# Siglon Floating line



## KSUFLASH (Apr 14, 2004)

I know that you use the Siglon line for your centerpins, was wandering if anyone ever used it on any spinning gear before?

flash--------------------out


----------



## gotme1 (Jun 27, 2006)

I have it on one of my spinning reels and i haven't had any problems yet. I only used the reel a couple of times this fall ..... Works great on the pin.


----------



## KSUFLASH (Apr 14, 2004)

Thanks for the quick response. I am going to throw it on my Pfluger President reel tonight.

flash-------------------------------out


----------



## joel_fishes (Apr 26, 2004)

I use it on my spinning reels and like it. Keep in mind the pound test rating is actual break strength not diameter. You can't use 8# fluoro and 8# siglon together because the siglon will break first. I use 10# and 12# siglon as my main line, so that I can use 8# fluoro (and less) without breaking the siglon main line. The diameter of the siglon in those sizes is about the same as regular 8# line.

If you have any other questions, let me know.

Joel


----------



## fishon (Apr 20, 2004)

What size Pfleuger reel u usin, Flash on your set up.........

are you thinking of getiing a center pin set up??


Frank


----------



## KSUFLASH (Apr 14, 2004)

I can't remember the model on the reel. It's the step down from the largest one they had....It's like Model #20 or #30

Yeah, once I get bored with the spinning reel, i am headed to the pin.

flash-----------out


----------



## KSUFLASH (Apr 14, 2004)

I got my Siglon now. Will spool it up for Sunday.
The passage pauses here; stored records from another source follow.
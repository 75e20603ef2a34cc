//! Ordinary least squares solver.
//!
//! Every non-trivial fit in this crate reduces to:
//!
//! ```text
//! minimize Σ (y_i - x_i^T β)^2
//! ```
//!
//! over a tall design matrix (more rows than columns). We solve it with SVD
//! because `nalgebra`'s `QR::solve` is meant for square systems, and because
//! SVD degrades gracefully to the minimum-norm solution when the design is
//! rank deficient (e.g. a degree at or above the number of distinct `x`).

use nalgebra::{DMatrix, DVector};

/// Solve a least squares problem using SVD.
///
/// Returns `None` if no finite solution could be produced.
pub fn solve_least_squares(x: &DMatrix<f64>, y: &DVector<f64>) -> Option<DVector<f64>> {
    let svd = x.clone().svd(true, true);

    // Try progressively looser tolerances if strict solve fails.
    for &tol in &[1e-12, 1e-10, 1e-8] {
        if let Ok(beta) = svd.solve(y, tol) {
            if beta.iter().all(|v| v.is_finite()) {
                return Some(beta);
            }
        }
    }

    None
}

#[cfg(test)]
mod tests {
    use super::*;

    #[test]
    fn least_squares_solves_simple_system() {
        // Fit y = 2 + 3x on x = [0,1,2]
        let x = DMatrix::from_row_slice(3, 2, &[1.0, 0.0, 1.0, 1.0, 1.0, 2.0]);
        let y = DVector::from_row_slice(&[2.0, 5.0, 8.0]);

        let beta = solve_least_squares(&x, &y).unwrap();
        assert!((beta[0] - 2.0).abs() < 1e-10);
        assert!((beta[1] - 3.0).abs() < 1e-10);
    }

    #[test]
    fn least_squares_handles_duplicate_columns() {
        // Two identical columns: any split of the slope fits, SVD picks the minimum-norm one.
        let x = DMatrix::from_row_slice(3, 2, &[0.0, 0.0, 1.0, 1.0, 2.0, 2.0]);
        let y = DVector::from_row_slice(&[0.0, 2.0, 4.0]);

        let beta = solve_least_squares(&x, &y).unwrap();
        assert!((beta[0] - 1.0).abs() < 1e-9);
        assert!((beta[1] - 1.0).abs() < 1e-9);
    }
}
flash-------------------out


----------



## archman (Apr 30, 2004)

I use Siglon. Just make sure you get a higher diameter than mono (ie. 6 lb siglon doesn't have the same strength as 6 lb mono). I love how it floats.


----------



## Shortdrift (Apr 5, 2004)

Been using Siglon on the spinning reel for two seasons now. Works great and stays limp in cold conditions. Pretty good perch and crappoe line too. Sensitivity is better than regular mono but notas good as braided.


----------



## GobyOneGnoby (Apr 21, 2004)

joel_fishes said:


> I use it on my spinning reels and like it. Keep in mind the pound test rating is actual break strength not diameter. You can't use 8# fluoro and 8# siglon together because the siglon will break first. I use 10# and 12# siglon as my main line, so that I can use 8# fluoro (and less) without breaking the siglon main line. The diameter of the siglon in those sizes is about the same as regular 8# line.
> 
> If you have any other questions, let me know.
> 
> Joel


Per usual, Joel is right on the money. You need to buy Siglon by the diameter, not the test rating. It is an IGFA rated line and has to break within a few % of the rating. If you compare the Siglon 12#, it is closer to the Trilene 6# XT in diameter.


----------



## Scott Mick (Oct 18, 2006)

I use it exclusively on my spinning outfits. You will notice memeory upon the first few casts, but don't worry about it, as it will quickly come out as the line retains some moisture after a few drifts. Good Luck.


----------



## fishon (Apr 20, 2004)

so Flash what is the out come????

do ya like it?


----------



## KSUFLASH (Apr 14, 2004)

Siglon works great!!!! 

The color is pleasing to the eye, it also lets me see the line on the water, it does float as well.

The memory on the line is slim to null after you get a few casts in and get the memory out of it from when it was in the box.

All in all, I can't complain. I will keep it on my steelhead spinning gear.

flash----------------------------------out


----------



## fishon (Apr 20, 2004)

Thank you....Good tho hear that ya like it... i think im gonna buy it now... i was usin iron silk...

what color did you buy and for what reason?


----------